しっかり洗って、しっかり乾かして。仕上がった姿はふわふわの毛玉。可愛くないわけがない。
そんな君を抱き抱え、僕はトリミング室を出た。
「おっ! 可愛いねー! って事で、はい。この子にぴったりの可愛い箱を準備しておきましたー!」
岬先輩はとびきりの笑顔で君に話しかける。
手には真っ白な小さい箱。でも、その周りはピンクと白のレースで飾り付けられている。中にはふわふわな白いタオルも準備されていた。
「可愛いですね。でも、この子は、男の子です」
「いいじゃん、いいじゃん! 可愛いんだから、全部可愛くしちゃおう!」
ちょっと可愛らしすぎるけれど、これが岬先輩なりの君への最後のプレゼントなんだろう。だから僕はそれ以上何も言わず、気持ちよさそうに眠り続ける君を、そっとベッドへ寝かせた。

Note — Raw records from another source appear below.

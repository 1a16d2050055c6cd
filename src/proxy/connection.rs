/// Transport contracts and the per-endpoint connection bundle.
use std::io;

use futures::future::BoxFuture;
use futures::stream::{SplitSink, SplitStream};
use futures::{Sink, SinkExt, Stream, StreamExt};
use tokio::net::TcpStream;
use tokio::sync::mpsc;
use tokio::time::{Duration, Instant};
use tokio_util::codec::Framed;
use tracing::debug;

use super::session::Session;
use crate::irc::codec::{CodecError, IrcCodec};
use crate::irc::filters::{self, RateLimit};
use crate::irc::message::Message;

/// How many parsed messages a read pump may buffer ahead of the loop.
const INBOUND_BUFFER: usize = 16;

/// A bidirectional, message-oriented byte stream: reads yield one
/// [`Message`] at a time, writes accept one. Dropping every half closes
/// the stream, which makes the peer's pending reads return EOF promptly.
pub trait Transport:
    Stream<Item = Result<Message, CodecError>> + Sink<Message, Error = CodecError> + Send + Unpin
{
}

impl<T> Transport for T where
    T: Stream<Item = Result<Message, CodecError>>
        + Sink<Message, Error = CodecError>
        + Send
        + Unpin
{
}

pub type BoxedTransport = Box<dyn Transport>;

/// Dials the upstream server. Invoked by the event loop when a client has
/// arrived and no server connection exists.
pub trait Connector: Send {
    fn connect(&mut self) -> BoxFuture<'_, io::Result<BoxedTransport>>;
}

/// Connects to a fixed address over plain TCP.
pub struct TcpConnector {
    addr: String,
}

impl TcpConnector {
    pub fn new(addr: impl Into<String>) -> Self {
        TcpConnector { addr: addr.into() }
    }
}

impl Connector for TcpConnector {
    fn connect(&mut self) -> BoxFuture<'_, io::Result<BoxedTransport>> {
        Box::pin(async move {
            let stream = TcpStream::connect(&self.addr).await?;
            Ok(Box::new(Framed::new(stream, IrcCodec)) as BoxedTransport)
        })
    }
}

/// Failure to deliver a message to one endpoint.
#[derive(Debug, thiserror::Error)]
pub enum SendError {
    /// The endpoint has no transport attached.
    #[error("connection closed")]
    Closed,
    /// The transport write itself failed.
    #[error(transparent)]
    Write(#[from] CodecError),
}

/// The live half of a connection: the write side of the transport plus
/// the channel its read pump publishes into.
struct Link {
    writer: SplitSink<BoxedTransport, Message>,
    inbound: mpsc::Receiver<Message>,
}

/// One endpoint of the proxy — client or server side.
///
/// A connection may be empty (no transport attached); its session and
/// keepalive bookkeeping exist either way.
pub(crate) struct Connection {
    link: Option<Link>,
    pub session: Session,
    /// Send a PING if no message arrives first. Meaningful while
    /// `ping_sent` is false.
    pub ping_deadline: Instant,
    /// Disconnect if no message arrives first. Meaningful while
    /// `ping_sent` is true.
    pub drop_deadline: Instant,
    /// True while a keepalive PING is outstanding.
    pub ping_sent: bool,
}

impl Connection {
    /// A fresh connection in the empty state.
    pub fn empty() -> Self {
        Connection {
            link: None,
            session: Session::new(),
            ping_deadline: Instant::now(),
            drop_deadline: Instant::now(),
            ping_sent: false,
        }
    }

    /// True if and only if no transport is attached.
    pub fn is_closed(&self) -> bool {
        self.link.is_none()
    }

    /// Attach a transport: split it, start the read pump (optionally
    /// behind a rate limiter), and reset the session and deadlines.
    pub fn attach(&mut self, transport: BoxedTransport, rate: Option<RateLimit>, interval: Duration) {
        let (writer, reader) = transport.split();
        let (tx, rx) = mpsc::channel(INBOUND_BUFFER);

        let inbound = match rate {
            None => rx,
            Some(limit) => {
                let (limited_tx, limited_rx) = mpsc::channel(INBOUND_BUFFER);
                tokio::spawn(filters::rate_limit(rx, limited_tx, limit));
                limited_rx
            }
        };

        tokio::spawn(read_pump(reader, tx));

        self.link = Some(Link {
            writer,
            inbound,
        });
        self.session = Session::new();
        self.refresh_deadlines(interval);
    }

    /// Tear the connection down. Dropping our halves cancels the read
    /// pump and closes the underlying stream; the session resets to
    /// empty. A no-op on an already-empty connection.
    pub fn shutdown(&mut self) {
        self.link = None;
        self.session = Session::new();
    }

    /// Note that a message just arrived: clear any outstanding PING and
    /// push the ping deadline out.
    pub fn refresh_deadlines(&mut self, interval: Duration) {
        self.ping_deadline = Instant::now() + interval;
        self.ping_sent = false;
    }

    /// The next message from this endpoint. Resolves to `None` on EOF,
    /// and never resolves while the connection is empty.
    pub async fn next_message(&mut self) -> Option<Message> {
        match self.link.as_mut() {
            Some(link) => link.inbound.recv().await,
            None => std::future::pending().await,
        }
    }

    /// Write one message to the endpoint. Does not touch the session;
    /// the proxy layers its own bookkeeping on top.
    pub async fn send(&mut self, msg: Message) -> Result<(), SendError> {
        let Some(link) = self.link.as_mut() else {
            return Err(SendError::Closed);
        };
        link.writer.send(msg).await?;
        Ok(())
    }
}

/// Reads messages off the transport and publishes them for the event
/// loop. Returns on EOF, on a read error, or once the loop has dropped
/// its receiver.
async fn read_pump(mut reader: SplitStream<BoxedTransport>, tx: mpsc::Sender<Message>) {
    loop {
        let frame = tokio::select! {
            _ = tx.closed() => return,
            frame = reader.next() => frame,
        };
        match frame {
            Some(Ok(msg)) => {
                if tx.send(msg).await.is_err() {
                    return;
                }
            }
            Some(Err(e)) => {
                debug!("read error: {e}");
                return;
            }
            None => return,
        }
    }
}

そういえば、木嶋先生はどこだろう? そう考えた時、張本人が動物病院の入り口から姿を現した。
「この花も一緒に入れよう!」
まるで岬先輩と示し合わせたように、白とピンクの小さな花束を手に持って、木嶋先生は笑っていた。
「よかったな。こんなに可愛くしてもらって」
「うーん、本当に可愛い!」
「最後までよく頑張ったな。またな」
僕の言葉に、岬先輩も木嶋先生も続くように言葉を重ねた。
白とピンクの小さな花に包まれて、幸せそうに眠る君。僕は、その可愛らしい小さなベッドに顔を近づける。頭を撫でて、笑顔を向ける。今まで言えなかった言葉をかけるために。
「また会おうな、トラ」
本当は仮の保護者と、今日、直接話し合ってから正式な家族になる予定だったんだ。
でも、もういいよな? 僕は、君と家族になったんだ。キジトラのトラって安直だけど、決めていた名前で君を呼びたかったから。
ミィ!
君の元気な声が、聴こえた気がした。